Full list of commands for the 2020 Assembly of 221 S. aureus isolates from the DFU100 cohort (after removal of non-S. aureus isolates), as sequenced on the Illumina HiSeq in late 2019, and the subsequent coverage & gene content analyses on these assembled genomes / selection of a subset of these isolates to perform Oxford nanopore long read sequencing on. Some 'assembly' portions of this README are shared with that of EAGenomeAssembly. Steps 1-4 were performed on the 223 (presumed*) S. aureus isolates at the same time as they were performed on some other submitted isolates.

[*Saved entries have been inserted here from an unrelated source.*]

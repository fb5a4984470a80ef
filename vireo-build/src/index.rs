//! BuildIndex control record
//!
//! The record is reserved before reconstruction starts and flipped to `ready`
//! as the very last write of a successful build. Every mutation goes through
//! a conditional update keyed on the index id.

use crate::manifest::Manifest;
use chrono::{DateTime, Utc};
use serde::{Deserialize, Serialize};
use serde_json::Value;
use vireo_bio::{ReferenceLink, SequenceOtuMap};
use vireo_core::error::{VireoError, VireoResult};
use vireo_storage::{Collection, DocumentStore, Filter, Patch, UpdateResult};

/// Marker written to history entries whose build was rolled back
pub const UNBUILT: &str = "unbuilt";

#[derive(Debug, Clone, Copy, PartialEq, Eq, Serialize, Deserialize)]
#[serde(rename_all = "lowercase")]
pub enum FileKind {
    Fasta,
    Bowtie2,
    Json,
}

impl FileKind {
    pub fn for_name(name: &str) -> Self {
        if name.ends_with(".bt2") {
            FileKind::Bowtie2
        } else if name.ends_with(".json.gz") {
            FileKind::Json
        } else {
            FileKind::Fasta
        }
    }
}

/// One artifact transferred into the final index directory
#[derive(Debug, Clone, PartialEq, Eq, Serialize, Deserialize)]
pub struct IndexFile {
    pub name: String,
    pub size: u64,
    pub kind: FileKind,
}

#[derive(Debug, Clone, PartialEq, Serialize, Deserialize)]
pub struct BuildIndex {
    #[serde(rename = "_id")]
    pub id: String,
    pub ready: bool,
    pub has_json: bool,
    #[serde(default)]
    pub sequence_otu_map: SequenceOtuMap,
    pub reference: ReferenceLink,
    #[serde(default)]
    pub manifest: Manifest,
    #[serde(default)]
    pub files: Vec<IndexFile>,
    pub created_at: DateTime<Utc>,
}

/// Short random identifier for a new index
pub fn generate_index_id() -> String {
    uuid::Uuid::new_v4().simple().to_string()[..8].to_string()
}

impl BuildIndex {
    pub fn new(id: impl Into<String>, reference_id: impl Into<String>, manifest: Manifest) -> Self {
        Self {
            id: id.into(),
            ready: false,
            has_json: false,
            sequence_otu_map: SequenceOtuMap::new(),
            reference: ReferenceLink {
                id: reference_id.into(),
            },
            manifest,
            files: Vec::new(),
            created_at: Utc::now(),
        }
    }

    /// Insert the record unless the host already reserved one with this id.
    ///
    /// Returns true when a new record was inserted.
    pub async fn reserve(&self, store: &dyn DocumentStore) -> VireoResult<bool> {
        if store.get(Collection::Indexes, &self.id, &["_id"]).await?.is_some() {
            tracing::debug!(index_id = %self.id, "reusing reserved index record");
            return Ok(false);
        }

        store
            .insert_one(Collection::Indexes, serde_json::to_value(self)?)
            .await
            .map_err(|e| VireoError::Store(format!("failed to reserve index {}: {}", self.id, e)))?;
        Ok(true)
    }

    pub async fn set_sequence_otu_map(
        store: &dyn DocumentStore,
        index_id: &str,
        map: &SequenceOtuMap,
    ) -> VireoResult<()> {
        let patch = Patch::new().set("sequence_otu_map", serde_json::to_value(map)?);
        update(store, index_id, patch).await
    }

    pub async fn set_has_json(store: &dyn DocumentStore, index_id: &str) -> VireoResult<()> {
        update(store, index_id, Patch::new().set("has_json", true)).await
    }

    pub async fn set_files(
        store: &dyn DocumentStore,
        index_id: &str,
        files: &[IndexFile],
    ) -> VireoResult<()> {
        update(store, index_id, Patch::new().set("files", serde_json::to_value(files)?)).await
    }

    pub async fn mark_ready(store: &dyn DocumentStore, index_id: &str) -> VireoResult<()> {
        update(store, index_id, Patch::new().set("ready", true)).await
    }

    /// Remove the record; returns whether anything was deleted
    pub async fn delete(store: &dyn DocumentStore, index_id: &str) -> VireoResult<bool> {
        let deleted = store
            .delete_one(Collection::Indexes, &Filter::by_id(index_id))
            .await?;
        Ok(deleted > 0)
    }

    /// Point every history entry pinned to `index_id` back at the unbuilt marker
    pub async fn reset_history(
        store: &dyn DocumentStore,
        index_id: &str,
    ) -> VireoResult<UpdateResult> {
        store
            .update_many(
                Collection::History,
                &Filter::new().eq("index.id", index_id),
                &Patch::new()
                    .set("index.id", Value::from(UNBUILT))
                    .set("index.version", Value::from(UNBUILT)),
            )
            .await
    }

    pub async fn load(store: &dyn DocumentStore, index_id: &str) -> VireoResult<Option<Self>> {
        vireo_storage::fetch(store, Collection::Indexes, index_id, &[]).await
    }
}

async fn update(store: &dyn DocumentStore, index_id: &str, patch: Patch) -> VireoResult<()> {
    let result = store
        .update_one(Collection::Indexes, &Filter::by_id(index_id), &patch)
        .await
        .map_err(|e| VireoError::Store(format!("failed to update index {}: {}", index_id, e)))?;

    if result.matched == 0 {
        return Err(VireoError::Store(format!("index record {} is missing", index_id)));
    }
    Ok(())
}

* One of the 223 DFU genomes turned out to be S. xylosis, and another turned out to be S. simulans
Conda environment configuration files for this project are located here
- EAGenomeEnv
- BlastEnv
- BowtieEnv
- QuastEnv
- R_envir
- TreeEnv
- TrimmingEnvironment
- updated_annotation_env
Here, we run FastQC on the raw, demultiplexed reads to assess the quality of the reads prior to trimming adapters or trimming for length. Outputs quality report
Shell script runs FastQC in paired end mode with default settings from EAGenomeEnv.
Here, we run TrimGalore to remove adapter sequences from the raw illumina reads and trim noisy ends observed in the fastqc step. Make_TrimGalore_shells.py builds shell scripts which contain commands to run TrimGalore TrimmingEnvironment in paired-end mode, set to stringency of 10, with length cutoff of 70bp, and set to clip 10bp off of the 5' end of each read. These shells also make use of the --nextera flag to specifically remove the nextera transposase sequence. Outputs trimmed reads
From TrimmingEnvironment , make shell scripts.
OutPutShells="/home/acampbe//EAGenomeAssembly/TrimGaloreShells"
OutPutTrimGalore="/project/grice/storage/HiSeq/WGS/HiSeq_19/TrimmedFastqs_TrimGalore"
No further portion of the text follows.